Cryptocurrency Market Developments

In the cryptocurrency world, Solana’s price is nearing a potential breakout, thanks to nearly $1 billion in spot ETF inflows from institutional investors. Aave (AAVE) also looks like it might break out, trading above $204. The S&P 500 rose following a US Federal Reserve rate cut earlier in the week, which many viewed as cautious. This helped boost non-tech sectors of the market. Investors should thoroughly research before making decisions, as there are risks and emotional stress involved. FXStreet and its authors do not offer personalized investment advice; all information should be reviewed carefully. China’s industrial production growth for November was at 4.8%, lower than the 5% expected, indicating ongoing economic slowdowns. This marks the third month of slowing growth, which could negatively impact industrial commodities. It’s a good time to consider buying put options on commodity-linked assets, like Australian dollar futures or major mining stocks, to hedge against further declines.

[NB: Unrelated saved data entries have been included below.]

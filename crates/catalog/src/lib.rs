//! File-backed data model for the PartCat component catalog.
//! PartCat 元件目錄的檔案後端資料模型。
//!
//! A workspace is a directory of component sub-directories; every
//! descriptive attribute is one `Name: Value` line in a small text
//! manifest. This crate owns the path/directory abstraction, the property
//! line format, the component and workspace entities, and the category
//! grouping used to build the display hierarchy. Hosts (GUI or CLI) stay
//! on top of the API exported here.

mod util;

pub mod category;
pub mod component;
pub mod paths;
pub mod property;
pub mod workspace;

pub use category::{build_category_tree, CategoryNode, CategoryTree, SubCategoryNode};
pub use component::{
    Component, ComponentError, ASSETS_DIR, DATASHEET_FILE, IMAGES_DIR, IMAGE_FILE, MANIFEST_FILE,
    NOTES_FILE, QUANTITY_FILE,
};
pub use paths::{Directory, FsPath};
pub use property::{
    Property, PropertyParseError, PROP_CATEGORY, PROP_NAME, PROP_PACKAGE, PROP_SUB_CATEGORY,
    VALUE_PREFIX,
};
pub use workspace::{Workspace, WorkspaceError, COMPONENTS_DIR, WORKSPACE_MANIFEST_FILE};
use std::fmt;
use std::fs;
use std::io;
use std::io::ErrorKind;
use std::path::{Path, PathBuf, MAIN_SEPARATOR_STR};

/// A filesystem location as the catalog sees it.
/// 目錄系統中代表檔案位置的值型別。
///
/// Trailing separators are normalized away at construction, so
/// `file_name` and `parent` behave uniformly regardless of how the
/// caller spelled the path.
#[derive(Debug, Clone, PartialEq, Eq)]
pub struct FsPath {
    path: PathBuf,
}

impl FsPath {
    /// Wraps and normalizes a path value.
    /// 包裝並正規化路徑值。
    pub fn new(path: impl Into<PathBuf>) -> Self {
        // Collecting the components drops trailing and doubled separators
        // while leaving a bare root untouched.
        let path: PathBuf = path.into().components().collect();
        Self { path }
    }

    /// Borrows the underlying standard-library path.
    /// 借出底層的標準函式庫路徑。
    pub fn as_path(&self) -> &Path {
        &self.path
    }

    /// Clones the underlying path buffer.
    /// 複製底層的路徑緩衝。
    pub fn to_path_buf(&self) -> PathBuf {
        self.path.clone()
    }

    /// Appends a child segment with exactly one separator.
    /// 以單一分隔符號銜接子路徑。
    pub fn concat(&self, child: impl AsRef<Path>) -> FsPath {
        let child = child.as_ref();
        // A leading separator on the child would make `join` replace the
        // base outright; treat it as a relative segment instead.
        match child.strip_prefix(MAIN_SEPARATOR_STR) {
            Ok(relative) => FsPath::new(self.path.join(relative)),
            Err(_) => FsPath::new(self.path.join(child)),
        }
    }

    /// Strips the last segment; a filesystem root is its own parent.
    /// 去除最後一段路徑；根目錄的上層仍是根目錄本身。
    pub fn parent(&self) -> FsPath {
        match self.path.parent() {
            Some(parent) if !parent.as_os_str().is_empty() => FsPath::new(parent.to_path_buf()),
            _ => self.clone(),
        }
    }

    /// Returns the last path segment, empty only for a bare root.
    /// 取得最後一段路徑名稱；僅根目錄會得到空字串。
    pub fn file_name(&self) -> &str {
        self.path
            .file_name()
            .and_then(|name| name.to_str())
            .unwrap_or_default()
    }

    /// Checks whether any filesystem entry (file or directory) is present.
    /// 檢查檔案系統中是否存在任何對應項目（檔案或目錄皆可）。
    pub fn exists(&self) -> bool {
        self.path.exists()
    }

    /// Moves the entry to a sibling name, updating the stored value only on
    /// success. An existing target is refused up front so a rename can never
    /// clobber a sibling entry.
    /// 將項目改名為同層的新名稱；僅在成功時更新內部值，且預先拒絕已存在的
    /// 目標名稱，避免覆蓋其他項目。
    pub fn rename(&mut self, new_leaf: &str) -> io::Result<()> {
        let target = self.parent().concat(new_leaf);
        if target.exists() {
            return Err(io::Error::new(
                ErrorKind::AlreadyExists,
                format!("rename target {} already exists", target),
            ));
        }
        fs::rename(&self.path, target.as_path())?;
        self.path = target.path;
        Ok(())
    }
}

impl fmt::Display for FsPath {
    fn fmt(&self, f: &mut fmt::Formatter<'_>) -> fmt::Result {
        self.path.display().fmt(f)
    }
}

impl AsRef<Path> for FsPath {
    fn as_ref(&self) -> &Path {
        &self.path
    }
}

/// A path known to denote a container of catalog entries.
/// 已知指向容器（目錄）的路徑。
///
/// Wraps an [`FsPath`] by composition and adds enumeration and lifecycle
/// operations for directories.
#[derive(Debug, Clone, PartialEq, Eq)]
pub struct Directory {
    path: FsPath,
}

impl Directory {
    /// Binds a directory abstraction to the given location.
    /// 將目錄抽象綁定到指定位置。
    pub fn new(path: impl Into<PathBuf>) -> Self {
        Self {
            path: FsPath::new(path),
        }
    }

    /// Borrows the wrapped path value.
    /// 借出內部的路徑值。
    pub fn path(&self) -> &FsPath {
        &self.path
    }

    /// Returns the directory's own name (the last path segment).
    /// 取得目錄自身的名稱（最後一段路徑）。
    pub fn name(&self) -> &str {
        self.path.file_name()
    }

    /// Checks whether the entry is present on disk.
    /// 檢查此項目是否存在於磁碟。
    pub fn exists(&self) -> bool {
        self.path.exists()
    }

    /// Builds the path of an entry inside this directory.
    /// 組合出此目錄內某個項目的路徑。
    pub fn concat(&self, child: impl AsRef<Path>) -> FsPath {
        self.path.concat(child)
    }

    /// Creates the directory (and any missing ancestors).
    /// 建立此目錄（含缺少的上層目錄）。
    pub fn create(&self) -> io::Result<()> {
        fs::create_dir_all(self.path.as_path())
    }

    /// Renames the directory in place; see [`FsPath::rename`].
    /// 就地重新命名目錄；行為同 [`FsPath::rename`]。
    pub fn rename(&mut self, new_leaf: &str) -> io::Result<()> {
        self.path.rename(new_leaf)
    }

    /// Lists the immediate child directories in filesystem enumeration
    /// order. Plain files are filtered out; nothing is sorted.
    /// 依檔案系統列舉順序取得直接子目錄；過濾一般檔案，不做排序。
    pub fn sub_directories(&self) -> io::Result<Vec<Directory>> {
        let mut subs = Vec::new();
        for entry in fs::read_dir(self.path.as_path())? {
            let entry = entry?;
            if entry.file_type()?.is_dir() {
                subs.push(Directory::new(entry.path()));
            }
        }
        Ok(subs)
    }

    /// Removes the directory tree; any constituent failure surfaces.
    /// 遞迴刪除整個目錄樹；任何子項目刪除失敗都會回報錯誤。
    pub fn delete_recursively(&self) -> io::Result<()> {
        fs::remove_dir_all(self.path.as_path())
    }
}

impl From<FsPath> for Directory {
    fn from(path: FsPath) -> Self {
        Self { path }
    }
}

impl fmt::Display for Directory {
    fn fmt(&self, f: &mut fmt::Formatter<'_>) -> fmt::Result {
        self.path.fmt(f)
    }
}
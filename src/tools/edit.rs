//! Edit tool for precise string replacement

use super::Tool;
use async_trait::async_trait;
use serde_json::{json, Value};
use std::path::PathBuf;

/// Tool for editing files with precise string replacement
pub struct EditFileTool {
    workspace_root: PathBuf,
}

impl EditFileTool {
    pub fn new(workspace_root: PathBuf) -> Self {
        Self { workspace_root }
    }

    fn resolve_path(&self, path: &str) -> PathBuf {
        let path = PathBuf::from(path);
        if path.is_absolute() {
            path
        } else {
            self.workspace_root.join(path)
        }
    }
}

#[async_trait]
impl Tool for EditFileTool {
    fn name(&self) -> &str {
        "edit_file"
    }

    fn description(&self) -> &str {
        "Edit a file by replacing an exact string with a new string. \
         The old_string must match exactly (including whitespace). \
         Use replace_all to replace all occurrences."
    }

    fn parameters_schema(&self) -> Value {
        json!({
            "type": "object",
            "properties": {
                "path": {
                    "type": "string",
                    "description": "Path to the file to edit"
                },
                "old_string": {
                    "type": "string",
                    "description": "The exact string to find and replace"
                },
                "new_string": {
                    "type": "string",
                    "description": "The string to replace it with"
                },
                "replace_all": {
                    "type": "boolean",
                    "description": "Replace all occurrences (default: false)"
                }
            },
            "required": ["path", "old_string", "new_string"]
        })
    }

    async fn execute(&self, args: Value) -> crate::Result<Value> {
        let path = args["path"]
            .as_str()
            .ok_or_else(|| crate::CoreError::Tool("path is required".into()))?;

        let old_string = args["old_string"]
            .as_str()
            .ok_or_else(|| crate::CoreError::Tool("old_string is required".into()))?;

        let new_string = args["new_string"]
            .as_str()
            .ok_or_else(|| crate::CoreError::Tool("new_string is required".into()))?;

        let replace_all = args["replace_all"].as_bool().unwrap_or(false);

        let full_path = self.resolve_path(path);

        if !full_path.exists() {
            return Err(crate::CoreError::NotFound(format!(
                "File not found: {}",
                full_path.display()
            )));
        }

        // Read current content
        let content = tokio::fs::read_to_string(&full_path)
            .await
            .map_err(crate::CoreError::Io)?;

        // Count occurrences
        let occurrence_count = content.matches(old_string).count();

        if occurrence_count == 0 {
            return Err(crate::CoreError::Tool(
                "old_string not found in file. Make sure the string matches exactly including whitespace.".to_string()
            ));
        }

        if occurrence_count > 1 && !replace_all {
            return Err(crate::CoreError::Tool(format!(
                "old_string found {} times. Use replace_all: true to replace all, \
                 or provide more context to make the match unique.",
                occurrence_count
            )));
        }

        // Perform replacement
        let new_content = if replace_all {
            content.replace(old_string, new_string)
        } else {
            content.replacen(old_string, new_string, 1)
        };

        // Write back
        tokio::fs::write(&full_path, &new_content)
            .await
            .map_err(crate::CoreError::Io)?;

        // Generate a diff preview
        let diff = generate_diff(&content, &new_content, path);

        Ok(json!({
            "success": true,
            "path": full_path.display().to_string(),
            "replacements": if replace_all { occurrence_count } else { 1 },
            "diff": diff
        }))
    }
}

/// Generate a simple diff between two strings
fn generate_diff(old: &str, new: &str, filename: &str) -> String {
    use similar::{ChangeTag, TextDiff};

    let diff = TextDiff::from_lines(old, new);
    let mut result = String::new();

    result.push_str(&format!("--- a/{}\n", filename));
    result.push_str(&format!("+++ b/{}\n", filename));

    for (idx, group) in diff.grouped_ops(3).iter().enumerate() {
        if idx > 0 {
            result.push_str("...\n");
        }

        for op in group {
            for change in diff.iter_changes(op) {
                let sign = match change.tag() {
                    ChangeTag::Delete => "-",
                    ChangeTag::Insert => "+",
                    ChangeTag::Equal => " ",
                };
                result.push_str(&format!("{}{}", sign, change));
            }
        }
    }

    result
}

Federal Reserve Rate Cut and Market Impact

The recent Federal Reserve rate cut has pushed the S&P 500 up, but this increase could be fragile amid signs of a global slowdown. The US 2-year yield is around 3.50%, and derivatives markets suggest a 65% probability of another rate cut by March 2026, signaling the Fed’s concerns about growth. Traders should prepare for higher volatility by buying VIX call options or using index option straddles for potential sharp moves in either direction. There’s a significant split in the commodities market that traders can take advantage of. WTI crude oil is struggling to stay above $57 a barrel, reflecting weak manufacturing data from China, while gold has surged past $4,300 an ounce. This difference suggests a stagflationary environment, and a pair trade of long gold futures against short crude oil futures might be a smart strategy in the coming weeks. In currency markets, the weakness of the Japanese Yen is a major factor, supporting pairs like AUD/JPY even as Australia faces challenges from China. The Bank of Japan’s commitment to its loose monetary policy, confirmed in November 2025, continues to burden the Yen. Therefore, using options to establish a bearish position on the Yen against a basket of currencies could provide opportunities, despite slowdowns in other markets. Create your live VT Markets account and start trading now.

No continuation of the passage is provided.